> REQUIRED WORK:
Write out every line exactly, from the first line of the records below through the line that contains "Dates and routes".

> STORED DATA:
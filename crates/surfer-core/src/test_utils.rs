//! Fixtures for runs: fixed dates, short equator routes, scripted weather,
//! and a logger that remembers what it was told.
//!
//! Compiled for unit tests and, through the `test-utils` feature, for the
//! integration tests and benches.

use chrono::{DateTime, TimeDelta, TimeZone, Utc};

use crate::config::SimConfig;
use crate::geodesy::LatLng;
use crate::log_sink::LogSink;
use crate::rng::FixedSequence;

// ===========================================================================
// Dates and routes
// ===========================================================================

/// Noon UTC on 2024-06-01.
pub fn noon() -> DateTime<Utc> {
    Utc.with_ymd_and_hms(2024, 6, 1, 12, 0, 0).unwrap()
}

/// Midnight UTC on 2024-06-01.
pub fn midnight() -> DateTime<Utc> {
    Utc.with_ymd_and_hms(2024, 6, 1, 0, 0, 0).unwrap()
}

pub fn equator_origin() -> LatLng {
    LatLng::new(0.0, 0.0)
}

/// Ten degrees due east of [`equator_origin`].
pub fn equator_east() -> LatLng {
    LatLng::new(0.0, 10.0)
}

// ===========================================================================
// Configurations
// ===========================================================================

/// Two hourly steps from noon along the equator, heading east.
pub fn scenario_config() -> SimConfig {
    equator_run(noon(), TimeDelta::hours(2))
}

/// Hourly steps along the equator from `start` for `span`.
pub fn equator_run(start: DateTime<Utc>, span: TimeDelta) -> SimConfig {
    SimConfig::starting_at(start)
        .with_max(start + span)
        .with_route(equator_origin(), equator_east())
}

/// The default route for `weeks` weeks from midnight, without logging.
pub fn long_run(weeks: i64) -> SimConfig {
    SimConfig::starting_at(midnight())
        .with_max(midnight() + TimeDelta::weeks(weeks))
        .with_debug(false)
}

// ===========================================================================
// Random sources
// ===========================================================================

/// Never triggers a storm.
pub fn calm() -> FixedSequence {
    FixedSequence::constant(0.0)
}

/// Triggers a storm on every coasting step.
pub fn stormy() -> FixedSequence {
    FixedSequence::constant(0.99)
}

// ===========================================================================
// Logging
// ===========================================================================

/// Collects every message it receives.
#[derive(Debug, Default, Clone)]
pub struct RecordingLogger {
    pub messages: Vec<String>,
}

impl RecordingLogger {
    pub fn new() -> Self {
        Self::default()
    }

    pub fn len(&self) -> usize {
        self.messages.len()
    }

    pub fn is_empty(&self) -> bool {
        self.messages.is_empty()
    }
}

impl LogSink for RecordingLogger {
    fn log(&mut self, message: &str) {
        self.messages.push(message.to_owned());
    }
}
//! Scenario files for the Surfer simulator.
//!
//! Loads run configurations from RON, TOML or JSON and resolves them into a
//! validated [`surfer_core::config::SimConfig`] and
//! [`surfer_core::pipeline::Pipeline`].

pub mod loader;
pub mod schema;

pub use loader::{DataLoadError, load_scenario, load_scenario_dir};
pub use schema::{ModelOverrides, ResolvedScenario, ScenarioFile};
//! Propulsion.

use std::fmt::Debug;

use crate::error::SimError;
use crate::quantity::{Quantity, units};
use crate::solar::{RATED_SOLAR_POWER_W, SolarOutput};
use crate::step::StepContext;

/// Thrust at rated power, in newtons (two thrusters, about 3 lbf each).
pub const RATED_THRUST_N: f64 = 26.7;

/// Computes thruster force for the step being built.
pub trait ThrustModel: Debug + Send + Sync {
    fn name(&self) -> &str;

    fn thrust(&self, ctx: &StepContext<'_>, solar: &SolarOutput) -> Result<Quantity, SimError>;
}

/// Thrust proportional to solar power: `power / rated_power * rated_thrust`.
///
/// Not capped: power above the rating yields thrust above the rating.
#[derive(Debug, Clone, PartialEq)]
pub struct LinearThrust {
    pub rated_power: Quantity,
    pub rated_thrust: Quantity,
}

impl Default for LinearThrust {
    fn default() -> Self {
        Self {
            rated_power: Quantity::new(RATED_SOLAR_POWER_W, units::WATT),
            rated_thrust: Quantity::new(RATED_THRUST_N, units::NEWTON),
        }
    }
}

impl ThrustModel for LinearThrust {
    fn name(&self) -> &str {
        "linear_thrust"
    }

    fn thrust(&self, _ctx: &StepContext<'_>, solar: &SolarOutput) -> Result<Quantity, SimError> {
        let fraction = solar.power.value_in(self.rated_power.unit())? / self.rated_power.value();
        Ok(self.rated_thrust.scale(fraction))
    }
}

#[cfg(test)]
mod tests {
    use super::*;
    use crate::config::SimConfig;
    use crate::step::Step;
    use chrono::{TimeZone, Utc};

    fn thrust_for(power: Quantity) -> Result<Quantity, SimError> {
        let config = SimConfig::starting_at(Utc.with_ymd_and_hms(2024, 6, 1, 0, 0, 0).unwrap());
        let previous = Step::origin(&config);
        let ctx = StepContext {
            step: 1,
            date: config.date_start,
            previous: &previous,
            config: &config,
        };
        let solar = SolarOutput {
            power,
            voltage: Quantity::new(0.0, units::VOLT),
        };
        LinearThrust::default().thrust(&ctx, &solar)
    }

    #[test]
    fn rated_power_gives_rated_thrust() {
        let t = thrust_for(Quantity::new(120.0, units::WATT)).unwrap();
        assert!((t.value() - 26.7).abs() < 1e-12);
        assert_eq!(t.unit().symbol(), "N");
    }

    #[test]
    fn half_power_gives_half_thrust() {
        let t = thrust_for(Quantity::new(60.0, units::WATT)).unwrap();
        assert!((t.value() - 13.35).abs() < 1e-12);
    }

    #[test]
    fn thrust_is_not_capped() {
        let t = thrust_for(Quantity::new(240.0, units::WATT)).unwrap();
        assert!((t.value() - 53.4).abs() < 1e-12);
    }

    #[test]
    fn non_power_input_is_a_unit_mismatch() {
        let err = thrust_for(Quantity::new(120.0, units::VOLT)).unwrap_err();
        assert!(matches!(err, SimError::UnitMismatch(_)));
    }
}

> EXERCISE SOLUTION:
filename crates/surfer-core/src/test_utils.rs
//! Fixtures for runs: fixed dates, short equator routes, scripted weather,
//! and a logger that remembers what it was told.
//!
//! Compiled for unit tests and, through the `test-utils` feature, for the
//! integration tests and benches.

use chrono::{DateTime, TimeDelta, TimeZone, Utc};

use crate::config::SimConfig;
use crate::geodesy::LatLng;
use crate::log_sink::LogSink;
use crate::rng::FixedSequence;

// ===========================================================================
// Dates and routes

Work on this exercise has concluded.